The following is excerpted from “The Art of Dreaming”, by Carlos Castaneda:
“I am going to teach you the first step to power,” don Juan said, beginning his instruction in the art of dreaming. “I’m going to teach you how to set up dreaming.”
“What does it mean to set up dreaming?”
“To set up dreaming means to have a precise and practical command over the general situation of a dream. For example, you may dream that you are in your classroom. To set up dreaming means that you don’t let the dream slip into some thing else. You don’t jump from the classroom to the mountains, for instance. In other words, you control the view of the classroom and don’t let it go until you want to.” “But is it possible to do that?” “Of course it’s possible. This control is no different from the control we have over any situation in our daily lives. Sorcerers are used to it and get it every time they want or need to. In order to get used to it yourself, you must start by doing some thing very simple. Tonight, in your dreams, you must look at your hands.” Not much more was said about this in the awareness of our daily world. In my recollection of my experiences in the second attention, however, I found out that we had a more extensive exchange. For instance, I expressed my feelings about the absurdity of the task, and don Juan suggested that I should face it in terms of a quest that was entertaining, instead of solemn and morbid. “Get as heavy as you want when we talk about dreaming,”

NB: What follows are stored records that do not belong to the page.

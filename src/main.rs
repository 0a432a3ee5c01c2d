use std::path::PathBuf;

use anyhow::Result;
use clap::Parser;
use tracing::Level;

#[derive(Parser, Debug)]
#[command(
    name = "ppimg-rust",
    version,
    about = "Convert and maintain illustration markup in ppgen source files"
)]
struct Cli {
    /// Source file to process
    infile: Option<PathBuf>,

    /// Output file (default: <infile stem>-out.txt)
    outfile: Option<PathBuf>,

    /// Convert [Illustration] tags to .il/.ca statements
    #[arg(short = 'i', long = "illustrations")]
    illustrations: bool,

    /// Generate HTML boilerplate for .il/.ca statements with ppgen
    #[arg(short = 'b', long = "boilerplate")]
    boilerplate: bool,

    /// Update .il widths to match the image files
    #[arg(short = 'w', long = "update-widths")]
    update_widths: bool,

    /// Check illustrations against the image files
    #[arg(short = 'c', long = "check")]
    check: bool,

    /// Run without writing the output file
    #[arg(short = 'd', long = "dry-run")]
    dry_run: bool,

    /// Calculate target widths from % widths and record them in the width cache
    #[arg(long = "calcimagewidths")]
    calc_image_widths: bool,

    /// Maximum image width in pixels for --calcimagewidths
    #[arg(long = "maxwidth", value_name = "PIXELS")]
    max_width: Option<u32>,

    /// Print the target width recorded for an image (e.g. images/i_005.jpg)
    #[arg(long = "gettargetwidth", value_name = "IMAGE")]
    get_target_width: Option<String>,

    /// Read extra settings from a local TOML file
    #[arg(short = 'r', long = "read-settings")]
    read_settings: Option<PathBuf>,

    /// Only log errors
    #[arg(short = 'q', long = "quiet", conflicts_with = "verbose")]
    quiet: bool,

    /// Enable verbose logging
    #[arg(short = 'v', long = "verbose")]
    verbose: bool,
}

fn main() -> Result<()> {
    let cli = Cli::parse();
    let level = if cli.quiet {
        Level::ERROR
    } else if cli.verbose {
        Level::DEBUG
    } else {
        Level::INFO
    };
    ppimg_rust::logging::init(level)?;

    let config = ppimg_rust::Config {
        infile: cli.infile,
        outfile: cli.outfile,
        illustrations: cli.illustrations,
        boilerplate: cli.boilerplate,
        update_widths: cli.update_widths,
        calc_widths: cli.calc_image_widths,
        check: cli.check,
        dry_run: cli.dry_run,
        max_width: cli.max_width,
        target_width_of: cli.get_target_width,
        settings_path: cli.read_settings,
    };
    let output = ppimg_rust::run(config)?;
    if !output.is_empty() {
        println!("{}", output);
    }
    Ok(())
}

he said. “Explanations always call for deep thought. But when you actually dream, be as light as a feather. Dreaming has to be performed with integrity and seriousness, but in the midst of laughter and with the confidence of someone who doesn’t have a worry in the world. Only under these conditions can our dreams actually be turned into dreaming.” Don Juan assured me that he had selected my hands arbitrarily as something to look for in my dreams and that looking for anything else was just as valid. The goal of the exercise was not finding a specific thing but engaging my dreaming attention. Don Juan described the dreaming attention as the control one acquires over one’s dreams upon fixating the assemblage point on any new position to which it has been displaced during dreams. In more general terms, he called the dreaming attention an incomprehensible facet of awareness that exists by itself, waiting for a moment when we would entice it, a moment when we would give it purpose; it is a veiled faculty that every one of us has in reserve but never has the opportunity to use in everyday life.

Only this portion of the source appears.